De la signature comme gag
« C’est aussi un signe de mon angoisse : je crains toujours de ne pas faire rire, alors j’ajoute et réajoute des gags pour être sûr » A. Franquin (Bocquet et Verhoest, p. 129)
Gaston nait d’un hors-cadre, voire d’un hors piste : il apparaît ainsi comme un individu (avant même de devenir un personnage puis un héros) dont on ne sait trop qui il est ni ce qu’il fait. Fantasio constate sa présence sur un mode presque inquiet, dans un bandeau vertical, entouré de traces de pas, avec un Gaston qui allume négligemment une cigarette, en bas, et un Fantasio qui le pointe du doigt d’en haut, et, entre les deux, un texte dans lequel il dit explicitement (en lettres capitales) : « Attention ! depuis quelques semaines, un personnage bizarre erre dans les pages du journal, nous ignorons tout de lui. Nous savons simplement qu’il s’appelle Gaston. Tenez-le à l’œil ! il m’a l’air d’un drôle de type
» [10]. Le lecteur peut s’étonner, justement, de ces traces de pas qu’il laisse sur des pages entières et de ce personnage qui n’est pas a priori saisi par le jeu des cases. Gaston est étrange et étranger, hors cases, lui qui chemine sur la planche de manière apparemment aléatoire au gré de sa fantaisie [11]. Et lorsqu’il est qualifié de héros, c’est un héros sans emploi, hors cadre encore une fois, mais celui de l’activité. Bientôt repris en main par les cases, intégré dans le dispositif classique de la bande dessinée il semble néanmoins que, décidément, quelque chose d’une tension primordiale doive inévitablement s’exprimer, qui va aboutir à ce hors case de la signature. Franquin, il est vrai, est un spécialiste du hors piste, puisqu’il participera activement à la création et à la vie du Trombone illustré, supplément supposé clandestin du journal de Spirou (pendant 30 numéros de l’année 1977). Comment ne pas y voir une source du gag chez lui ? Le gag n’est-il pas, justement, d’abord un hors piste, un inattendu, un pas de coté, etc ? Il en va également de cette signature qui franchit le Rubicon de la case pour aller gambader dans la marge. Si le héros reste prisonnier des cases, son auteur, ou plutôt son porte-parole, sa signature, s’en évade quelque peu, déplaçant le lieu même du gag avec elle.
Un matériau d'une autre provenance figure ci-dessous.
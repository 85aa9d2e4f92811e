//! Monitor enumeration.
//!
//! On X11 monitors come from XRandR, including the per-CRTC rotation and
//! the `CONNECTOR_ID` output property that ties an XRandR output to the DRM
//! connector the KMS broker reports. On Wayland the compositor does not
//! expose that mapping, so connectors are enumerated straight from the DRM
//! card; rotation is unknown there and the KMS capture path infers it from
//! the plane's source rectangle instead.

use std::fs::File;
use std::os::fd::{AsFd, BorrowedFd};

use drm::control::{connector, Device as ControlDevice};
use drm::Device;
use tracing::{debug, warn};
use x11_dl::xlib::{Display, Xlib};
use x11_dl::xrandr::Xrandr;

use crate::error::{GlError, Result};

/// Monitor rotation in 90-degree steps, counter-clockwise.
#[derive(Debug, Clone, Copy, PartialEq, Eq, Default)]
pub enum Rotation {
    #[default]
    R0,
    R90,
    R180,
    R270,
}

impl Rotation {
    /// Rotation angle in radians for the conversion shader.
    pub fn radians(self) -> f32 {
        match self {
            Rotation::R0 => 0.0,
            Rotation::R90 => std::f32::consts::FRAC_PI_2,
            Rotation::R180 => std::f32::consts::PI,
            Rotation::R270 => 3.0 * std::f32::consts::FRAC_PI_2,
        }
    }

    /// Whether this rotation swaps width and height.
    pub fn swaps_dimensions(self) -> bool {
        matches!(self, Rotation::R90 | Rotation::R270)
    }
}

/// One enumerated monitor.
#[derive(Debug, Clone)]
pub struct Monitor {
    /// Connector name ("DP-1", "HDMI-A-1", "eDP-1", ...).
    pub name: String,

    /// Logical position in the combined desktop space.
    pub position: (i32, i32),

    /// Logical size after rotation.
    pub size: (u32, u32),

    pub rotation: Rotation,

    /// DRM connector object id; stable across re-queries and usable to
    /// match the KMS broker's plane reports. 0 when unknown.
    pub connector_id: u32,
}

/// Enumerate monitors through XRandR.
pub fn enumerate_x11(xlib: &Xlib, display: *mut Display) -> Result<Vec<Monitor>> {
    let xrandr = Xrandr::open()
        .map_err(|e| GlError::MonitorEnumeration(format!("XRandR unavailable: {e}")))?;

    let mut monitors = Vec::new();
    // SAFETY: display is a live X11 connection; all XRandR resources
    // obtained here are freed before returning.
    unsafe {
        let screen = (xlib.XDefaultScreen)(display);
        let root = (xlib.XRootWindow)(display, screen);
        let resources = (xrandr.XRRGetScreenResourcesCurrent)(display, root);
        if resources.is_null() {
            return Err(GlError::MonitorEnumeration(
                "XRRGetScreenResourcesCurrent failed".into(),
            ));
        }

        let connector_id_atom = {
            let name = c"CONNECTOR_ID";
            (xlib.XInternAtom)(display, name.as_ptr(), 1)
        };

        for i in 0..(*resources).noutput {
            let output = *(*resources).outputs.add(i as usize);
            let output_info = (xrandr.XRRGetOutputInfo)(display, resources, output);
            if output_info.is_null() {
                continue;
            }

            // connection == RR_Connected (0) and an active CRTC.
            if (*output_info).connection != 0 || (*output_info).crtc == 0 {
                (xrandr.XRRFreeOutputInfo)(output_info);
                continue;
            }

            let crtc_info = (xrandr.XRRGetCrtcInfo)(display, resources, (*output_info).crtc);
            if crtc_info.is_null() {
                (xrandr.XRRFreeOutputInfo)(output_info);
                continue;
            }

            let name = {
                let bytes = std::slice::from_raw_parts(
                    (*output_info).name as *const u8,
                    (*output_info).nameLen.max(0) as usize,
                );
                String::from_utf8_lossy(bytes).into_owned()
            };

            let connector_id = if connector_id_atom != 0 {
                query_connector_id(xlib, &xrandr, display, output, connector_id_atom)
            } else {
                0
            };

            monitors.push(Monitor {
                name,
                position: ((*crtc_info).x, (*crtc_info).y),
                size: ((*crtc_info).width, (*crtc_info).height),
                rotation: rotation_from_randr((*crtc_info).rotation),
                connector_id,
            });

            (xrandr.XRRFreeCrtcInfo)(crtc_info);
            (xrandr.XRRFreeOutputInfo)(output_info);
        }
        (xrandr.XRRFreeScreenResources)(resources);
    }

    debug!("XRandR reported {} active monitor(s)", monitors.len());
    Ok(monitors)
}

/// Map XRandR rotation bits to [`Rotation`].
///
/// `RR_Rotate_0/90/180/270` are bits 1/2/4/8; reflection bits are ignored.
fn rotation_from_randr(rotation: u16) -> Rotation {
    if rotation & 0x2 != 0 {
        Rotation::R90
    } else if rotation & 0x4 != 0 {
        Rotation::R180
    } else if rotation & 0x8 != 0 {
        Rotation::R270
    } else {
        Rotation::R0
    }
}

unsafe fn query_connector_id(
    xlib: &Xlib,
    xrandr: &Xrandr,
    display: *mut Display,
    output: x11_dl::xrandr::RROutput,
    atom: x11_dl::xlib::Atom,
) -> u32 {
    let mut actual_type = 0;
    let mut actual_format = 0;
    let mut nitems = 0;
    let mut bytes_after = 0;
    let mut prop: *mut u8 = std::ptr::null_mut();
    // SAFETY (fn contract): display/output are live XRandR handles.
    let status = unsafe {
        (xrandr.XRRGetOutputProperty)(
            display,
            output,
            atom,
            0,
            4,
            0,
            0,
            0, // AnyPropertyType
            &mut actual_type,
            &mut actual_format,
            &mut nitems,
            &mut bytes_after,
            &mut prop,
        )
    };
    if status != 0 || prop.is_null() || nitems < 1 || actual_format != 32 {
        return 0;
    }
    // SAFETY: a 32-bit format property stores items as C longs.
    let id = unsafe { *(prop as *const libc::c_long) } as u32;
    // SAFETY: property data is freed with XFree.
    unsafe {
        (xlib.XFree)(prop.cast());
    }
    id
}

/// A DRM card node opened read-only for connector queries.
///
/// Plane access needs DRM master and lives in the privileged broker; plain
/// connector enumeration works for any user with render access.
struct Card(File);

impl AsFd for Card {
    fn as_fd(&self) -> BorrowedFd<'_> {
        self.0.as_fd()
    }
}

impl Device for Card {}
impl ControlDevice for Card {}

/// Enumerate monitors from DRM connectors (Wayland path).
pub fn enumerate_drm() -> Result<Vec<Monitor>> {
    let card = first_drm_card()?;
    let resources = card
        .resource_handles()
        .map_err(|e| GlError::MonitorEnumeration(format!("DRM resources: {e}")))?;

    // Connector names count per interface type, the same way the kernel
    // numbers them: the second DisplayPort is DP-2, regardless of gaps.
    let mut type_counts: Vec<(connector::Interface, u32)> = Vec::new();

    let mut monitors = Vec::new();
    for handle in resources.connectors() {
        let info = match card.get_connector(*handle, false) {
            Ok(info) => info,
            Err(e) => {
                warn!("Skipping DRM connector: {}", e);
                continue;
            }
        };

        let interface = info.interface();
        let index = {
            match type_counts.iter_mut().find(|(i, _)| *i == interface) {
                Some((_, count)) => {
                    *count += 1;
                    *count
                }
                None => {
                    type_counts.push((interface, 1));
                    1
                }
            }
        };

        if info.state() != connector::State::Connected {
            continue;
        }

        let size = current_mode_size(&card, &info).unwrap_or((0, 0));
        monitors.push(Monitor {
            name: format!("{}-{}", interface_name(interface), index),
            // DRM has no global desktop layout; positions come from the
            // compositor which we cannot ask from here.
            position: (0, 0),
            size,
            rotation: Rotation::R0,
            connector_id: u32::from(*handle),
        });
    }

    debug!("DRM reported {} connected monitor(s)", monitors.len());
    Ok(monitors)
}

fn first_drm_card() -> Result<Card> {
    for i in 0..10 {
        let path = format!("/dev/dri/card{i}");
        if let Ok(file) = File::options().read(true).write(true).open(&path) {
            return Ok(Card(file));
        }
        // Connector queries work read-only too.
        if let Ok(file) = File::open(&path) {
            return Ok(Card(file));
        }
    }
    Err(GlError::MonitorEnumeration("no /dev/dri/card* node".into()))
}

fn current_mode_size(card: &Card, info: &connector::Info) -> Option<(u32, u32)> {
    let encoder = info.current_encoder()?;
    let encoder_info = card.get_encoder(encoder).ok()?;
    let crtc = encoder_info.crtc()?;
    let crtc_info = card.get_crtc(crtc).ok()?;
    let mode = crtc_info.mode()?;
    let (w, h) = mode.size();
    Some((u32::from(w), u32::from(h)))
}

fn interface_name(interface: connector::Interface) -> &'static str {
    use connector::Interface;
    match interface {
        Interface::HDMIA => "HDMI-A",
        Interface::HDMIB => "HDMI-B",
        Interface::DisplayPort => "DP",
        Interface::EmbeddedDisplayPort => "eDP",
        Interface::DVII => "DVI-I",
        Interface::DVID => "DVI-D",
        Interface::DVIA => "DVI-A",
        Interface::LVDS => "LVDS",
        Interface::VGA => "VGA",
        Interface::DSI => "DSI",
        Interface::DPI => "DPI",
        Interface::Virtual => "Virtual",
        Interface::Composite => "Composite",
        Interface::SVideo => "SVIDEO",
        Interface::Component => "Component",
        Interface::NinePinDIN => "DIN",
        Interface::TV => "TV",
        Interface::Writeback => "Writeback",
        Interface::SPI => "SPI",
        Interface::USB => "USB",
        Interface::Unknown => "Unknown",
        _ => "Unknown",
    }
}

#[cfg(test)]
mod tests {
    use super::*;

    #[test]
    fn test_rotation_from_randr_bits() {
        assert_eq!(rotation_from_randr(0x1), Rotation::R0);
        assert_eq!(rotation_from_randr(0x2), Rotation::R90);
        assert_eq!(rotation_from_randr(0x4), Rotation::R180);
        assert_eq!(rotation_from_randr(0x8), Rotation::R270);
        // Reflection bits alone mean unrotated.
        assert_eq!(rotation_from_randr(0x10), Rotation::R0);
    }

    #[test]
    fn test_rotation_radians_and_swap() {
        assert_eq!(Rotation::R0.radians(), 0.0);
        assert!(Rotation::R90.swaps_dimensions());
        assert!(Rotation::R270.swaps_dimensions());
        assert!(!Rotation::R180.swaps_dimensions());
        assert!((Rotation::R180.radians() - std::f32::consts::PI).abs() < f32::EPSILON);
    }

    #[test]
    fn test_interface_names() {
        assert_eq!(interface_name(connector::Interface::DisplayPort), "DP");
        assert_eq!(interface_name(connector::Interface::HDMIA), "HDMI-A");
        assert_eq!(interface_name(connector::Interface::EmbeddedDisplayPort), "eDP");
    }
}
[9] Pascal Robert, « Traits d’humour, ou l’ironie du trait chez André Franquin, Marion Montaigne et Christophe Blain », Sociétés & Représentations, n° 47, printemps 2019, pp. 197-214 (en ligne. Consulté le 18 mars 2022).
[10] Numéro du 28 mars 1957, n° 989, p. 26.
[11] Claude Duée, « Faire, c’est ne pas dire : Gaston Lagaffe et son entrée dans Spirou: approche pragmatique », Semiotica 146–1/4 (2003), pp. 419-438.